Yum Brands, the parent company of Taco Bell, KFC, and Pizza Hut, reported quarterly earnings that surpassed Wall Street estimates on Wednesday, fueled by strong demand for value-oriented menu items and effective promotional strategies.
Financial Highlights
The company posted adjusted earnings per share of $1.45, beating the analyst consensus of $1.38. Revenue came in at $6.8 billion, also above expectations of $6.7 billion. Same-store sales rose 3% globally, with Taco Bell leading the way with a 5% increase in the United States.
Value Deals Drive Traffic
Yum Brands' focus on affordability has resonated with cost-conscious consumers amid persistent inflation. Taco Bell's 'Cravings Value Menu' and limited-time offers have attracted budget-minded diners. KFC and Pizza Hut also benefited from bundled meals and discounts, contributing to the overall growth.
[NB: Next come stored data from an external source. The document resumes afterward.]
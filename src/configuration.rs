use config::ConfigError;
use secrecy::{ExposeSecret, Secret};

#[derive(serde::Deserialize, Clone)]
pub struct Settings {
    pub database: DatabaseSettings,
    pub application: ApplicationSettings,
    pub jwt: JwtSettings,
}

#[derive(serde::Deserialize, Clone)]
pub struct ApplicationSettings {
    pub host: String,
    pub port: u16,
    /// `dev` unlocks the admin reset endpoint
    pub platform: String,
    pub static_dir: String,
    pub storage: StorageBackend,
}

#[derive(serde::Deserialize, Clone, Copy, Debug, PartialEq, Eq)]
#[serde(rename_all = "lowercase")]
pub enum StorageBackend {
    Postgres,
    Memory,
}

#[derive(serde::Deserialize, Clone)]
pub struct DatabaseSettings {
    pub username: String,
    pub password: Secret<String>,
    pub port: u16,
    pub host: String,
    pub database_name: String,
    pub max_connections: u32,
}

impl DatabaseSettings {
    pub fn connection_string(&self) -> Secret<String> {
        Secret::new(format!(
            "postgres://{}:{}@{}:{}/{}",
            self.username,
            self.password.expose_secret(),
            self.host,
            self.port,
            self.database_name
        ))
    }
}

/// Token signing and lifetime settings
#[derive(serde::Deserialize, Clone)]
pub struct JwtSettings {
    pub secret: Secret<String>,
    pub access_token_expiry: i64,   // seconds (3600 = 1 hour)
    pub refresh_token_expiry: i64,  // seconds (5184000 = 60 days)
}

impl JwtSettings {
    pub fn access_token_ttl(&self) -> chrono::Duration {
        chrono::Duration::seconds(self.access_token_expiry)
    }

    pub fn refresh_token_ttl(&self) -> chrono::Duration {
        chrono::Duration::seconds(self.refresh_token_expiry)
    }

    fn validate(&self) -> Result<(), ConfigError> {
        if self.secret.expose_secret().trim().is_empty() {
            return Err(ConfigError::Message("jwt.secret must not be empty".to_string()));
        }
        if self.access_token_expiry <= 0 || self.refresh_token_expiry <= 0 {
            return Err(ConfigError::Message(
                "jwt token expiries must be positive".to_string(),
            ));
        }
        Ok(())
    }
}

/// Load settings from defaults, an optional `configuration` file and
/// `CHIRPY_`-prefixed environment variables (`CHIRPY_JWT__SECRET=...`).
pub fn get_configuration() -> Result<Settings, ConfigError> {
    let settings = config::Config::builder()
        .set_default("application.host", "127.0.0.1")?
        .set_default("application.port", 8080)?
        .set_default("application.platform", "prod")?
        .set_default("application.static_dir", "./public")?
        .set_default("application.storage", "postgres")?
        .set_default("database.max_connections", 5)?
        .set_default("jwt.access_token_expiry", 3600)?
        .set_default("jwt.refresh_token_expiry", 60 * 24 * 60 * 60)?
        .add_source(config::File::with_name("configuration").required(false))
        .add_source(
            config::Environment::with_prefix("CHIRPY")
                .prefix_separator("_")
                .separator("__"),
        )
        .build()?;
    let settings = settings.try_deserialize::<Settings>()?;
    settings.jwt.validate()?;
    Ok(settings)
}

#[cfg(test)]
mod tests {
    use super::*;

    fn jwt_settings(secret: &str) -> JwtSettings {
        JwtSettings {
            secret: Secret::new(secret.to_string()),
            access_token_expiry: 3600,
            refresh_token_expiry: 5_184_000,
        }
    }

    #[test]
    fn test_empty_secret_is_rejected() {
        assert!(jwt_settings("   ").validate().is_err());
        assert!(jwt_settings("a-real-secret").validate().is_ok());
    }

    #[test]
    fn test_non_positive_expiry_is_rejected() {
        let mut settings = jwt_settings("a-real-secret");
        settings.access_token_expiry = 0;
        assert!(settings.validate().is_err());
    }

    #[test]
    fn test_ttl_conversion() {
        let settings = jwt_settings("a-real-secret");
        assert_eq!(settings.access_token_ttl(), chrono::Duration::hours(1));
        assert_eq!(settings.refresh_token_ttl(), chrono::Duration::days(60));
    }

    #[test]
    fn test_storage_backend_deserializes_lowercase() {
        let backend: StorageBackend = serde_json::from_str("\"memory\"").unwrap();
        assert_eq!(backend, StorageBackend::Memory);
    }
}
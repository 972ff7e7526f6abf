//! Copyable trait for components that provide clipboard content

use super::Component;

/// When the user presses `y`, the focused component's `Copyable`
/// implementation decides what goes to the clipboard.
pub trait Copyable: Component {
    /// Human-readable text for the clipboard, `None` when there is nothing to copy
    fn copy_text(&self) -> Option<String>;

    /// What was copied, for the toast
    fn copy_description(&self) -> &'static str;
}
CEO David Gibbs highlighted the company's ability to adapt to changing consumer preferences. "Our value platforms are clearly resonating with customers," Gibbs said in a statement. "We remain confident in our ability to navigate the current environment and deliver long-term growth."
Regional Performance
In the U.S., same-store sales increased 4%, driven by Taco Bell's strong performance. International markets saw a 2% rise, with particular strength in Latin America and the Middle East. However, sales in China were flat due to ongoing COVID-19 restrictions.
Outlook
Yum Brands reaffirmed its full-year 2026 earnings forecast, projecting adjusted earnings per share of $5.80 to $5.95. The company also announced plans to open 1,500 new restaurants globally in 2026, with a focus on digital and delivery channels.
"We are investing in technology and infrastructure to enhance the customer experience and drive efficiency," said CFO Chris Turner. "Our digital sales now account for over 25% of total revenue, and we expect that trend to continue."
Shares of Yum Brands rose 2.5% in after-hours trading following the earnings release.